◆ WHAT THE TASK REQUIRES: Only the lines from the line containing "pub mod dispatcher;" to the end of the entries should be repeated, exactly as they appear.

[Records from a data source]
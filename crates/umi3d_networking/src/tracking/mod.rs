//! # Avatar Tracking
//!
//! Smooths and redistributes avatar tracking under lossy, variable latency
//! delivery.
//!
//! ```text
//! SkeletonSource ──> TrackingSender ──> TrackingFrame ──> network
//!                                                           │
//! AvatarRenderer <── RegressionExtrapolator <── UKF <── TrackingReceiver
//! ```
//!
//! Every (user, node, quantity) gets its own [`KalmanChannel`]: a 3-state
//! unscented Kalman filter followed by a linear extrapolator running at the
//! observed arrival rate. The avatar root uses the loose
//! [`KalmanNoise::ROOT`](crate::config::KalmanNoise::ROOT) preset, bones the
//! tight [`KalmanNoise::BONE`](crate::config::KalmanNoise::BONE) one.

pub mod binding;
pub mod channel;
pub mod dispatcher;
pub mod kalman;
pub mod regression;

pub use binding::{Binding, BindingResolver, BindingTargets};
pub use channel::{ChannelKind, KalmanChannel};
pub use dispatcher::{
    AvatarPose, AvatarRenderer, BonePose, ChannelKey, FrameReport, SkeletonSource, TrackedNode, TrackingReceiver,
    TrackingSender,
};
pub use kalman::UnscentedKalmanFilter;
pub use regression::RegressionExtrapolator;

◆ RESULT OF THIS EXERCISE:
pub mod dispatcher;
pub mod kalman;
pub mod regression;

pub use binding::{Binding, BindingResolver, BindingTargets};
pub use channel::{ChannelKind, KalmanChannel};
pub use dispatcher::{
    AvatarPose, AvatarRenderer, BonePose, ChannelKey, FrameReport, SkeletonSource, TrackedNode, TrackingReceiver,
    TrackingSender,
};
pub use kalman::UnscentedKalmanFilter;
pub use regression::RegressionExtrapolator;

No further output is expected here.